**Task goal**
Write the records out once more, so that nothing differs from the original.

Saved entries
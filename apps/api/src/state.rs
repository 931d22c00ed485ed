use std::sync::Arc;

use crate::llm_client::PromptResponder;
use crate::persona::builder::PersonaSettings;
use crate::reddit::PostSource;

/// Shared application state injected into all route handlers via Axum extractors.
#[derive(Clone)]
pub struct AppState {
    /// Where user history comes from. Default: RedditClient.
    pub posts: Arc<dyn PostSource>,
    /// Who answers the persona prompt. Default: LlmClient.
    pub llm: Arc<dyn PromptResponder>,
    pub settings: Arc<PersonaSettings>,
}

**Result**
filename apps/api/src/state.rs
repository 931d22c00ed485ed
use std::sync::Arc;

use crate::llm_client::PromptResponder;
use crate::persona::builder::PersonaSettings;
use crate::reddit::PostSource;

/// Shared application state injected into all route handlers via Axum extractors.
#[derive(Clone)]
pub struct AppState {
    /// Where user history comes from. Default: RedditClient.
    pub posts: Arc<dyn PostSource>,
    /// Who answers the persona prompt. Default: LlmClient.
    pub llm: Arc<dyn PromptResponder>,
    pub settings: Arc<PersonaSettings>,
}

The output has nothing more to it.